So you saw it lay eggs or got the bird from a real trusted source? Well the simplest conclusion isn't always the right one. I have 5 pairs right now in my breeding loft that all young will be het RR but one case where it's 50/50. So I'm interested to see what they will look like.


----------



## Woodnative (Jul 4, 2010)

In mosaics it depends on what the ovaries are if it is a hen. You can think of the mosaic as bits or sections of both types. If the ovaries are in the part of the bird that is red that will be passed on, if the part that is blue (or whatever) that is what will be inherited by the offspring.


----------



## NZ Pigeon (Nov 12, 2011)

Woodnative said:


> In mosaics it depends on what the ovaries are if it is a hen. You can think of the mosaic as bits or sections of both types. If the ovaries are in the part of the bird that is red that will be passed on, if the part that is blue (or whatever) that is what will be inherited by the offspring.


 Thanks Chris
Will mate it to a brown cock and see if I get red cocks carrying brown or blue cocks carrying brown, I am still doubtful that it is blue flecking though, I have seen a lot of blue flecking in cockbirds and I have never seen it look this red, Unless Its a mosaic for Brown which is unlikely as the guy does not have brown homers



Print Tippler said:


> So you saw it lay eggs or got the bird from a real trusted source? Well the simplest conclusion isn't always the right one. I have 5 pairs right now in my breeding loft that all young will be het RR but one case where it's 50/50. So I'm interested to see what they will look like.

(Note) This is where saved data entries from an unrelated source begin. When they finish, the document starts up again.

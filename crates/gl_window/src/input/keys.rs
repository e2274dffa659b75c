//! Bounded key-down state

use super::events::KeyAction;

/// Number of key slots tracked; GLFW key codes top out at 348
pub const MAX_KEYS: usize = 1024;

/// Fixed-capacity key-down array indexed by raw key code
///
/// Codes outside `0..MAX_KEYS` are ignored on write and report "up" on read.
#[derive(Clone)]
pub struct KeyStates {
    down: [bool; MAX_KEYS],
}

impl KeyStates {
    /// All keys up
    pub const fn new() -> Self {
        Self { down: [false; MAX_KEYS] }
    }

    fn slot(code: i32) -> Option<usize> {
        usize::try_from(code).ok().filter(|&index| index < MAX_KEYS)
    }

    /// Apply a key event. Returns `false` when the code was out of range and dropped.
    pub fn apply(&mut self, code: i32, action: KeyAction) -> bool {
        let Some(index) = Self::slot(code) else {
            log::trace!("Ignoring out-of-range key code {code}");
            return false;
        };

        match action {
            KeyAction::Press => self.down[index] = true,
            KeyAction::Release => self.down[index] = false,
            KeyAction::Repeat => {}
        }
        true
    }

    /// Whether the key with this raw code is currently held
    pub fn is_down(&self, code: i32) -> bool {
        Self::slot(code).is_some_and(|index| self.down[index])
    }

    /// Whether a GLFW key is currently held
    pub fn is_key_down(&self, key: glfw::Key) -> bool {
        self.is_down(key as i32)
    }

    /// The raw array, one flag per key code
    pub const fn as_array(&self) -> &[bool; MAX_KEYS] {
        &self.down
    }

    /// Number of keys currently held
    pub fn pressed_count(&self) -> usize {
        self.down.iter().filter(|&&down| down).count()
    }

    /// Release every key
    pub fn clear(&mut self) {
        self.down = [false; MAX_KEYS];
    }
}

impl Default for KeyStates {
    fn default() -> Self {
        Self::new()
    }
}

impl std::fmt::Debug for KeyStates {
    fn fmt(&self, f: &mut std::fmt::Formatter<'_>) -> std::fmt::Result {
        let held: Vec<usize> = (0..MAX_KEYS).filter(|&index| self.down[index]).collect();
        f.debug_struct("KeyStates").field("held", &held).finish()
    }
}
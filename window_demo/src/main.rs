//! Window demo
//!
//! Opens a GLFW window, captures the cursor and logs movement keys and mouse
//! deltas each frame. Escape closes the window. Settings are read from
//! `window.toml` in the working directory when present.

use gl_window::foundation::logging;
use gl_window::prelude::*;
use glfw::Key;
use thiserror::Error;

const CONFIG_PATH: &str = "window.toml";

#[derive(Error, Debug)]
enum DemoError {
    #[error("Window error: {0}")]
    Window(#[from] WindowError),

    #[error("Config error: {0}")]
    Config(#[from] ConfigError),
}

fn main() {
    logging::init_with_level("debug");

    if let Err(e) = run() {
        log::error!("{e}");
        std::process::exit(1);
    }
}

fn run() -> Result<(), DemoError> {
    let config = WindowConfig::load_or_default(CONFIG_PATH)?;
    let mut system = GlfwSystem::init()?;
    let mut window = Window::from_config(config);
    window.initialise(&mut system)?;

    log::info!(
        "Framebuffer {}x{} (aspect {:.3})",
        window.buffer_width(),
        window.buffer_height(),
        window.aspect_ratio()
    );

    let mut frame: u64 = 0;
    while !window.should_close() {
        window.poll_events();

        if window.is_key_down(Key::Escape) {
            window.set_should_close(true);
        }

        let held: Vec<Key> = [Key::W, Key::A, Key::S, Key::D]
            .into_iter()
            .filter(|&key| window.is_key_down(key))
            .collect();
        let (dx, dy) = window.mouse_delta();
        if !held.is_empty() || dx.abs() > f32::EPSILON || dy.abs() > f32::EPSILON {
            log::debug!("frame {frame}: keys {held:?}, mouse ({dx:+.1}, {dy:+.1})");
        }

        window.swap_buffers();
        frame += 1;
    }

    log::info!("Closed after {frame} frames");
    Ok(())
}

Real trusted source, He has raced the bird as a hen for the last four years, Its mother to a nice big red cock in his loft, Yeah let me know how you get on with your offspring. There is no possibility its a cockbird.



MaryOfExeter said:


> From what I've seen, het RR birds show it in the whole tail rather than random spots. But I don't know. What color were the parents? I remember reading how the mosaics pass on color but I can't remember what it said. I think both colors are up for passing along.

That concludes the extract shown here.